Grade: Sahih · Bukhari & Muslim

Ṣaḥīḥ Muslim — ʿAbdullāh ibn Masʿūd 4582 — On the authority of Abu Ishaq, on the authority of al-Aswad bin Yazid, on the authority of Abdullah (may Allah be pleased with him), who said: The first surah in which prostration was revealed was Surat al-Najm. So the Messenger of God ﷺ prostrated, and those behind him prostrated, except for a man whom I saw take a handful of dirt and prostrate on it. I saw him after that killed as a disbeliever — and he was Umayyah bin Khalaf.

Grade: Sahih · Muslim

Al-Tabarani agreed with al-Bukhari in his narration in the Al-Mu’jam al-Kabir (11866), adding: “Hafs ibn Umar said in his hadith: The Prophet ﷺ prostrated in Mecca, and the Jews, Christians, and polytheists prostrated with him.”

The narrations in both Sahihs make absolutely no mention of any “cranes” at all — in any of their chains of transmission. The three differences between the Gharaniq narration and the authentic Sahih narrations are:

First difference: The prostration of the polytheists in the two Sahihs was at the end of Surat al-Najm, while in the Gharaniq narration, their prostration was at the beginning — after the verse about Al-Lat, Al-Uzza, and Manat.

Second difference: The reason for the prostration of the polytheists in the two Sahihs is that the verses of Surat al-Najm moved them and they heard the power and eloquence of its speech. In the Gharaniq narration, the reason is the Prophet’s supposed praise of their gods — God forbid.

Third difference: The Sahih narrations make no mention whatsoever that the Prophet ﷺ mentioned the Gharaniq at all in his recitation.


Third: Imam al-Albani’s Full Analysis — Nasb al-Majaniq li-Nusf Qissat al-Gharaniq

Imām al-Albānī — Naṣb al-Manājīq li-Nasf Qiṣṣat al-Gharānīq (Introduction) “Praise be to God who chose our Prophet over all other human beings and protected him from Satan inspiring evil to him. God Almighty said, addressing the cursed Iblis: {Indeed, My servants — you have no authority over them, except for those who follow you of the deviators} [Al-Hijr: 42]. Rather, God Almighty gave him authority over his devil, his companion — so how about those who were banished from Him? As indicated by the saying of His noble Messenger: ‘There is not one of you but that a companion from the jinn has been assigned to him.’ They said: ‘And you, O Messenger of God?’ He said: ‘And me, except that God helped me against him, so he submitted and he only commands me to do good.’

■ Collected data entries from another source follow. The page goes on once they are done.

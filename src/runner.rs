use std::convert::Infallible;
use std::io::Write;
use std::time::Duration;

use tracing::{debug, info, warn};

use crate::constants::{DEFAULT_BAUD_RATE, RECONNECT_BACKOFF_SECS};
use crate::error::{FlowerError, FlowerResult};
use crate::interface::{BaudRate, ComPort, Connector};
use crate::sequence::{CommandEntry, transmit_forever};
use crate::settle::{SettleOptions, settle};
use crate::signal::StopFlag;

#[derive(Debug, Clone)]
pub struct LoopOptions {
    pub port: ComPort,
    pub baud: BaudRate,
    pub settle: SettleOptions,
    /// Wait between a failed session and the next connection attempt
    pub backoff: Duration,
}

impl LoopOptions {
    pub fn new(port: ComPort) -> Self {
        LoopOptions {
            port,
            baud: DEFAULT_BAUD_RATE,
            settle: SettleOptions::default(),
            backoff: Duration::from_secs(RECONNECT_BACKOFF_SECS),
        }
    }
}

/// Drives connect, settle and transmit forever, reconnecting on failure
pub struct Runner<'a, C: Connector> {
    connector: C,
    options: LoopOptions,
    sequence: &'a [CommandEntry],
    stop: StopFlag,
}

impl<'a, C: Connector> Runner<'a, C> {
    pub fn new(
        connector: C,
        options: LoopOptions,
        sequence: &'a [CommandEntry],
        stop: StopFlag,
    ) -> Self {
        Runner {
            connector,
            options,
            sequence,
            stop,
        }
    }

    /// One connection lifetime. Never succeeds, it only ends with the error
    /// that broke it. The device is dropped before this returns.
    pub fn session<W: Write>(&mut self, out: &mut W) -> FlowerResult<Infallible> {
        self.stop.check()?;
        let mut device = self
            .connector
            .open(&self.options.port, self.options.baud)?;
        info!("Connected to {}", self.options.port);

        settle(&mut device, &self.options.settle, &self.stop, out)?;
        transmit_forever(&mut device, self.sequence, &self.stop, out)
    }

    /// Run sessions until interrupted. Communication errors are reported
    /// and retried after the backoff. Configuration errors (only an empty
    /// sequence can raise one here) would fail identically on every retry,
    /// so they are returned instead of retried.
    /// Returns `Ok` once the stop flag has been raised.
    pub fn run<W: Write>(&mut self, out: &mut W) -> FlowerResult<()> {
        loop {
            let error = match self.session(out) {
                Ok(never) => match never {},
                Err(e) => e,
            };

            match error {
                FlowerError::Interrupted => {
                    debug!("Session interrupted");
                    return Ok(());
                }
                FlowerError::Communication(reason) => {
                    warn!(
                        "Serial error: {}. Retrying in {}s...",
                        reason,
                        self.options.backoff.as_secs_f64()
                    );
                    if let Err(FlowerError::Interrupted) = self.stop.sleep(self.options.backoff) {
                        return Ok(());
                    }
                }
                fatal => return Err(fatal),
            }
        }
    }
}
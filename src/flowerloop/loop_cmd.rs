use std::time::Duration;

use clap::Parser;
use flowerloop::{
    FLOWER_SEQUENCE, LoopOptions, Runner, SerialConnector, SettleOptions, StopFlag,
    constants::{
        DEFAULT_BAUD_RATE, DEFAULT_READY_TIMEOUT_SECS, DEFAULT_READY_TOKEN, DEFAULT_SETTLE_SECS,
        MAX_TIMING_SECS,
    },
    error::{FlowerError, FlowerResult},
    ports::{self, PortCandidate},
};
use tracing::error;

/// Loop flower commands with specific delays.
#[derive(Parser, Debug, Clone)]
#[command(version, long_about = None)]
pub(crate) struct LoopCmd {
    /// Serial port (e.g., COM5, /dev/ttyUSB0, /dev/tty.usbmodem*)
    #[clap(short, long)]
    pub(crate) port: Option<String>,

    /// Baud rate
    #[clap(short, long, default_value_t = DEFAULT_BAUD_RATE)]
    pub(crate) baud: u32,

    /// Seconds to wait after opening the port
    #[clap(long, default_value_t = DEFAULT_SETTLE_SECS, value_parser = parse_seconds)]
    pub(crate) settle: f64,

    /// Also wait for a ready token after settle
    #[clap(long, default_value_t = false)]
    pub(crate) wait_ready: bool,

    /// Token to wait for when --wait-ready is set
    #[clap(long, default_value = DEFAULT_READY_TOKEN)]
    pub(crate) ready_token: String,

    /// Max seconds to wait for the ready token
    #[clap(long, default_value_t = DEFAULT_READY_TIMEOUT_SECS, value_parser = parse_seconds)]
    pub(crate) ready_timeout: f64,

    /// More log output (-v debug, -vv trace)
    #[clap(short, long, action = clap::ArgAction::Count)]
    pub(crate) verbose: u8,
}

fn parse_seconds(value: &str) -> Result<f64, String> {
    let secs: f64 = value
        .parse()
        .map_err(|_| format!("`{}` is not a number of seconds", value))?;

    if secs > MAX_TIMING_SECS {
        return Err(format!(
            "`{}` is longer than the {} second limit",
            value, MAX_TIMING_SECS
        ));
    }

    Duration::try_from_secs_f64(secs)
        .map(|_| secs)
        .map_err(|_| format!("`{}` must be a finite, non-negative number of seconds", value))
}

/// Whole program outcome as a process exit status
pub(crate) fn exit_status(result: FlowerResult<()>) -> u8 {
    match result {
        Ok(()) | Err(FlowerError::Interrupted) => 0,
        Err(e) => {
            error!("{}", e);
            1
        }
    }
}

impl LoopCmd {
    pub(crate) fn log_level(&self) -> tracing::Level {
        match self.verbose {
            0 => tracing::Level::INFO,
            1 => tracing::Level::DEBUG,
            _ => tracing::Level::TRACE,
        }
    }

    fn settle_options(&self) -> SettleOptions {
        SettleOptions {
            settle: Duration::try_from_secs_f64(self.settle).unwrap_or(Duration::MAX),
            wait_ready: self.wait_ready,
            ready_token: self.ready_token.clone(),
            ready_timeout: Duration::try_from_secs_f64(self.ready_timeout).unwrap_or(Duration::MAX),
        }
    }
}

pub(crate) fn handle_loop(opts: LoopCmd) -> FlowerResult<()> {
    handle_loop_with(opts, ports::available_candidates)
}

fn handle_loop_with<F>(opts: LoopCmd, enumerate: F) -> FlowerResult<()>
where
    F: FnOnce() -> FlowerResult<Vec<PortCandidate>>,
{
    let port = ports::resolve_port(opts.port.clone(), enumerate)?;
    let stop = StopFlag::install_ctrlc_handler()?;

    println!(
        "Using port: {} @ {} baud. Press Ctrl+C to stop.",
        port, opts.baud
    );

    let mut options = LoopOptions::new(port);
    options.baud = opts.baud;
    options.settle = opts.settle_options();

    let mut runner = Runner::new(SerialConnector, options, FLOWER_SEQUENCE, stop);
    runner.run(&mut std::io::stdout())?;

    println!("\nStopping.");
    Ok(())
}
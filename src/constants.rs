pub(crate) const SERIAL_TIMEOUT_MS: u64 = 1000;
pub(crate) const READ_CHUNK_SIZE: usize = 128;
pub(crate) const SLEEP_SLICE_MS: u64 = 50;

pub const DEFAULT_BAUD_RATE: u32 = 115200;
pub const DEFAULT_SETTLE_SECS: f64 = 3.5;
pub const DEFAULT_READY_TOKEN: &str = "READY";
pub const DEFAULT_READY_TIMEOUT_SECS: f64 = 8.0;
pub const RECONNECT_BACKOFF_SECS: u64 = 3;
/// Longest settle or ready timeout accepted on the command line, one week
pub const MAX_TIMING_SECS: f64 = 7.0 * 24.0 * 3600.0;
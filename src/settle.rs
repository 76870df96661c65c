use std::io::Write;
use std::time::{Duration, Instant};

use tracing::{debug, info};

use crate::constants::{
    DEFAULT_READY_TIMEOUT_SECS, DEFAULT_READY_TOKEN, DEFAULT_SETTLE_SECS, READ_CHUNK_SIZE,
};
use crate::error::FlowerResult;
use crate::interface::DeviceInterface;
use crate::signal::StopFlag;

#[derive(Debug, Clone, PartialEq)]
pub struct SettleOptions {
    /// Pause after opening, opening the port usually resets the MCU
    pub settle: Duration,
    pub wait_ready: bool,
    pub ready_token: String,
    pub ready_timeout: Duration,
}

impl Default for SettleOptions {
    fn default() -> Self {
        SettleOptions {
            settle: Duration::from_secs_f64(DEFAULT_SETTLE_SECS),
            wait_ready: false,
            ready_token: DEFAULT_READY_TOKEN.to_owned(),
            ready_timeout: Duration::from_secs_f64(DEFAULT_READY_TIMEOUT_SECS),
        }
    }
}

/// Decode as UTF-8, silently dropping invalid sequences
pub fn decode_ignoring_invalid(bytes: &[u8]) -> String {
    bytes.utf8_chunks().map(|chunk| chunk.valid()).collect()
}

/// Give a freshly opened device time to boot.
///
/// Clears stale buffers (best-effort), sleeps `options.settle`, then when
/// `options.wait_ready` is set polls the device until the text received so far
/// contains `options.ready_token` or `options.ready_timeout` runs out. Every
/// received chunk is echoed to `out`. A missing token is not an error.
pub fn settle<D, W>(
    device: &mut D,
    options: &SettleOptions,
    stop: &StopFlag,
    out: &mut W,
) -> FlowerResult<()>
where
    D: DeviceInterface + ?Sized,
    W: Write,
{
    // Some backends cannot reset their buffers
    if let Err(e) = device.clear_buffers() {
        debug!("Ignoring buffer clear failure: {}", e);
    }

    debug!("Settling for {:?}", options.settle);
    stop.sleep(options.settle)?;

    if !options.wait_ready {
        return Ok(());
    }

    info!(
        "Waiting up to {:?} for {:?}",
        options.ready_timeout, options.ready_token
    );
    // No deadline if the timeout does not fit in an Instant
    let deadline = Instant::now().checked_add(options.ready_timeout);
    let mut received: Vec<u8> = Vec::new();

    while deadline.is_none_or(|deadline| Instant::now() < deadline) {
        stop.check()?;
        let chunk = device.receive(READ_CHUNK_SIZE)?;
        if chunk.is_empty() {
            continue;
        }

        received.extend_from_slice(&chunk);
        let _ = write!(out, "{}", decode_ignoring_invalid(&chunk)).and_then(|_| out.flush());

        // Search everything so far, the token may straddle two chunks
        if decode_ignoring_invalid(&received).contains(&options.ready_token) {
            info!("Device reported ready");
            return Ok(());
        }
    }

    info!("Ready token not seen, continuing anyway");
    Ok(())
}
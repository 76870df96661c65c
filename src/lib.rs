//! Keeps an LED flower opening and closing by looping ramp commands to its
//! microcontroller over a serial port.
//!
//! The port is picked with [`ports::resolve`], then a [`Runner`] opens it,
//! lets the board [`settle`](settle::settle) after the reset the open causes
//! and replays [`FLOWER_SEQUENCE`] until Ctrl+C, reconnecting whenever the
//! link drops.

pub use error::{FlowerError, FlowerResult};
pub use interface::{Connector, DeviceInterface, SerialConnector};
pub use runner::{LoopOptions, Runner};
pub use sequence::{CommandEntry, FLOWER_SEQUENCE};
pub use settle::SettleOptions;
pub use signal::StopFlag;

pub mod constants;
pub mod error;
pub mod interface;
pub mod ports;
pub mod runner;
pub mod sequence;
pub mod settle;
pub mod signal;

On 7/14/1952 AD, some of the professors from Pakistan asked me about my opinion on the hadith of the cranes — about which the opinions of two great hadith scholars differed: Ibn Kathir al-Dimashqi and Ibn Hajar al-Misri. The first denied it and the other strengthened it. One of my beloved ones later mentioned to me that a young man who had a disease in his heart used it as evidence that the Prophet ﷺ — God forbid — used to speak in a way that would please the polytheists in order to attract them, claiming he was not a true prophet but was pretending in order to rule over them, as some of the atheists have been raving about in the past and present. This prompted me to collect the chains of transmission of that story from the books of interpretation and hadith, and I explained its defects in terms of text and chain of transmission, then I mentioned the statement of al-Hafiz Ibn Hajar in strengthening it and followed it up with what would clarify the error in what he went to.

Imam al-Albani’s verdict is categorical:

Imām al-Albānī — Naṣb al-Manājīq “The answer is that it is not authentic — rather it is false and fabricated.”

The Full Picture: All Narrations Are Either Mursal or Extremely Weak

Imām al-Albānī — Naṣb al-Manājīq (Summary of Chains) “If we were to look at the narrations of this story, we would find them all mursal, except for the hadith of Ibn Abbas — but all of its chains of transmission are weak and extremely weak, and those mursals cannot be strengthened by them. So it remains to look at these mursals. As you know, there are seven narrations, the chain of transmission of four of them is authentic to their narrators — and they are the mursal of Sa’id ibn Jubayr, Abu Bakr ibn Abd al-Rahman ibn al-Harith, and Abu al-‘Aliyah (nos. 1–3), and the mursal of Qatada (no. 5). They are mursals that are rejected by one of two possibilities: either their source was one unknown person, or it was a group all of whom are weak.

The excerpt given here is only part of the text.